E um desses temas que, infelizmente (por um lado) e felizmente (por outro), mobiliza o debate nacional é o da corrupção. Embora o fenômeno, por óbvio, não se restrinja a atividades estatais, parece inegável que o Estado é ator-chave, seja no cometimento de atos de corrupção por seus agentes, seja na averiguação, na punição e na dissuasão desses crimes. A Advocacia Pública, como se nota com a Operação Lava-Jato e diversas outras apurações, junto às Corregedorias, às Polícias, aos Tribunais de Contas, às Controladorias e, no limite, junto a Organismos Internacionais, é um dos mecanismos de controle frente a práticas suspeitas, abusivas ou ilícitas.
O papel exercido pelo Advogado Público em relação ao administrador, ao gestor ou ao servidor busca garantir legalidade, constitucionalidade e legitimidade aos contratos, aos orçamentos e às obras públicas, por exemplo.
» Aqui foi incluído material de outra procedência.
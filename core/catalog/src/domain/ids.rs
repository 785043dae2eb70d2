//! 識別子の Newtype
//!
//! カテゴリ ID・部品 ID・リビジョンラベルを String のまま運ばず、取り違えを型で防ぐ。

use serde::{Deserialize, Serialize};

macro_rules! string_newtype {
    ($(#[$meta:meta])* $name:ident) => {
        $(#[$meta])*
        #[derive(Debug, Clone, Default, PartialEq, Eq, PartialOrd, Ord, Hash, Serialize, Deserialize)]
        #[serde(transparent)]
        pub struct $name(String);

        impl $name {
            pub fn new(s: impl Into<String>) -> Self {
                Self(s.into())
            }

            pub fn as_str(&self) -> &str {
                &self.0
            }
        }

        impl std::ops::Deref for $name {
            type Target = str;
            fn deref(&self) -> &Self::Target {
                &self.0
            }
        }

        impl std::fmt::Display for $name {
            fn fmt(&self, f: &mut std::fmt::Formatter<'_>) -> std::fmt::Result {
                self.0.fmt(f)
            }
        }

        impl From<String> for $name {
            fn from(s: String) -> Self {
                Self(s)
            }
        }

        impl From<&str> for $name {
            fn from(s: &str) -> Self {
                Self(s.to_string())
            }
        }
    };
}

string_newtype!(
    /// カテゴリ ID（例: "RES"）
    CategoryId
);

string_newtype!(
    /// 部品 ID（カタログ全体で一意、例: "RES-001-0001"）
    PartId
);

string_newtype!(
    /// リビジョンラベル（バックエンドが付与。順序は辞書順とは限らない）
    RevisionLabel
);

/// 応答の対応付けに使うチケット（発行元コンポーネントごとの単調増加番号）
#[derive(Debug, Clone, Copy, PartialEq, Eq, Hash)]
pub struct Ticket(u64);

impl Ticket {
    pub fn new(n: u64) -> Self {
        Self(n)
    }

    pub fn value(&self) -> u64 {
        self.0
    }
}

/// チケット発行器
#[derive(Debug, Default)]
pub struct TicketCounter {
    last: u64,
}

impl TicketCounter {
    pub fn issue(&mut self) -> Ticket {
        self.last += 1;
        Ticket(self.last)
    }
}
//! HTTP カタログクライアント（KiCad HTTP ライブラリ API 互換のエンドポイント）
//!
//! - GET  /v1/categories.json
//! - GET  /v1/parts/category/{id}.json
//! - GET  /v1/parts/{id}.json
//! - PUT  /v1/parts/{id}.json        body: {description, sources}
//! - POST /v1/parts/{id}/revision
//! - POST /v1/parts.json             body: {id, name, category}
//! - GET  /health

use crate::domain::{Category, CategoryId, NewPart, Part, PartId, PartSummary, PartUpdate};
use crate::ports::outbound::CatalogService;
use common::error::Error;
use common::ports::outbound::{Log, LogLevel, LogRecord};
use reqwest::blocking::{Client, RequestBuilder};
use reqwest::Url;
use serde::de::DeserializeOwned;
use serde::Deserialize;
use serde_json::Value;
use std::sync::Arc;
use std::time::Duration;

const ERROR_BODY_MAX: usize = 200;

/// リビジョン作成の応答（id 以外は読み捨てる）
#[derive(Debug, Deserialize)]
struct RevisionCreated {
    id: PartId,
}

/// reqwest（blocking）で話す CatalogService 実装
pub struct HttpCatalog {
    base: Url,
    client: Client,
    log: Arc<dyn Log>,
}

impl HttpCatalog {
    /// ベース URL とタイムアウトからクライアントを作る
    pub fn new(base_url: &str, timeout: Duration, log: Arc<dyn Log>) -> Result<Self, Error> {
        let base = Url::parse(base_url)
            .map_err(|e| Error::env(format!("Invalid base URL '{}': {}", base_url, e)))?;
        if base.cannot_be_a_base() {
            return Err(Error::env(format!("Invalid base URL '{}'", base_url)));
        }
        let client = Client::builder()
            .timeout(timeout)
            .build()
            .map_err(|e| Error::http(format!("Failed to build HTTP client: {}", e)))?;
        Ok(Self { base, client, log })
    }

    /// ベース URL にパスセグメントを足す（各セグメントはパーセントエンコードされる）
    pub fn url(&self, segments: &[&str]) -> Result<Url, Error> {
        let mut url = self.base.clone();
        url.path_segments_mut()
            .map_err(|_| Error::env(format!("Invalid base URL '{}'", self.base)))?
            .pop_if_empty()
            .extend(segments);
        Ok(url)
    }

    fn part_url(&self, part: &PartId) -> Result<Url, Error> {
        self.url(&["v1", "parts", &format!("{}.json", part)])
    }

    /// 送信して本文を返す。非 2xx は Error::http。
    fn send(&self, method: &str, url: &Url, builder: RequestBuilder) -> Result<String, Error> {
        let response = builder
            .send()
            .map_err(|e| Error::http(format!("HTTP request failed: {}", e)))?;

        let status = response.status();
        let body = response
            .text()
            .map_err(|e| Error::http(format!("Failed to read response: {}", e)))?;

        let _ = self.log.log(
            &LogRecord::new(LogLevel::Debug, "http exchange")
                .layer("adapter")
                .kind("http")
                .field("method", method)
                .field("url", url.as_str())
                .field("status", status.as_u16()),
        );

        if !status.is_success() {
            let snippet: String = body.trim().chars().take(ERROR_BODY_MAX).collect();
            return Err(Error::http(format!("HTTP {}: {}", status, snippet)));
        }
        Ok(body)
    }

    fn get_json<T: DeserializeOwned>(&self, url: Url) -> Result<T, Error> {
        let body = self.send("GET", &url, self.client.get(url.clone()))?;
        parse_json(&body)
    }
}

fn parse_json<T: DeserializeOwned>(body: &str) -> Result<T, Error> {
    serde_json::from_str(body)
        .map_err(|e| Error::json(format!("Failed to parse response JSON: {}", e)))
}

impl CatalogService for HttpCatalog {
    fn list_categories(&self) -> Result<Vec<Category>, Error> {
        self.get_json(self.url(&["v1", "categories.json"])?)
    }

    fn list_parts(&self, category: &CategoryId) -> Result<Value, Error> {
        let leaf = format!("{}.json", category);
        self.get_json(self.url(&["v1", "parts", "category", &leaf])?)
    }

    fn get_part(&self, part: &PartId) -> Result<Part, Error> {
        self.get_json(self.part_url(part)?)
    }

    fn create_part(&self, new_part: &NewPart) -> Result<Option<PartSummary>, Error> {
        let url = self.url(&["v1", "parts.json"])?;
        let body = self.send("POST", &url, self.client.post(url.clone()).json(new_part))?;
        if body.trim().is_empty() {
            return Ok(None);
        }
        // 受領だけを返すサーバーもあるため、要約として読めなければ None とする
        Ok(serde_json::from_str(&body).ok())
    }

    fn update_part(&self, part: &PartId, update: &PartUpdate) -> Result<Part, Error> {
        let url = self.part_url(part)?;
        let body = self.send("PUT", &url, self.client.put(url.clone()).json(update))?;
        parse_json(&body)
    }

    fn start_revision(&self, part: &PartId) -> Result<PartId, Error> {
        let url = self.url(&["v1", "parts", part.as_str(), "revision"])?;
        let body = self.send("POST", &url, self.client.post(url.clone()))?;
        let created: Option<RevisionCreated> = parse_json(&body)?;
        created
            .map(|c| c.id)
            .filter(|id| !id.is_empty())
            .ok_or_else(|| Error::json("Revision response has no part id"))
    }

    fn health(&self) -> Result<(), Error> {
        let url = self.url(&["health"])?;
        self.send("GET", &url, self.client.get(url.clone()))?;
        Ok(())
    }
}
É preciso estar à altura desse desafio, para que a sociedade compreenda a importância de uma Advocacia forte, independente e consciente de seu ofício: proteger o erário, cumprindo os princípios do artigo 37 da Constituição.
Essa proteção, no entanto, não se confunde com impedir atitudes ousadas dos servidores ou dos gestores públicos. A inovação, o empreendedorismo público e as novas maneiras de solucionar velhos dilemas nunca podem ser suspeitos, por si, nem devem gerar receio naqueles motivados a alterar realidades testemunhadas na maioria dos municípios e dos estados federados brasileiros. A Administração Pública contemporânea deve fazer mais com menos recursos e, para isso, há um espaço imenso de criatividade – sem nenhum arranhão às leis e às diretrizes de políticas públicas.
A responsabilidade transversal da Advocacia Pública, de defender o Judiciário, o Ministério Público, a Defensoria Pública, o Legislativo, o Executivo ou as Forças Armadas, quando acionados por qualquer cidadão, é uma das fortes garantias de perenidade institucional. Mas essa mútua influência positiva entre os Poderes Constituídos – o Estado – e seus Advogados deve visar sempre a uma melhoria da vida daqueles que formam o Poder Constituinte – cada uma e cada um dos brasileiros (por nascimento ou por escolha). As próximas décadas deste século (oxalá!) demonstrarão que o impacto dos novos desafios criou novas Advocacias Públicas. Ainda mais preparadas e ainda mais efetivas, em prol da Constituição e da sociedade.
JOSÉ PÉRICLES PEREIRA DE SOUSA
Filiado à Associação Nacional dos Advogados Públicos Federais (ANAFE), é procurador da Fazenda Nacional, coordenador da PGFN junto ao STJ, ao TST e à TNU. Doutorando em Direito e Sociologia pela Universidade de Coimbra, mestre em Filosofia Política pela Universidade de Lisboa e mestre em Direito Constitucional pela Universidade Federal do Ceará.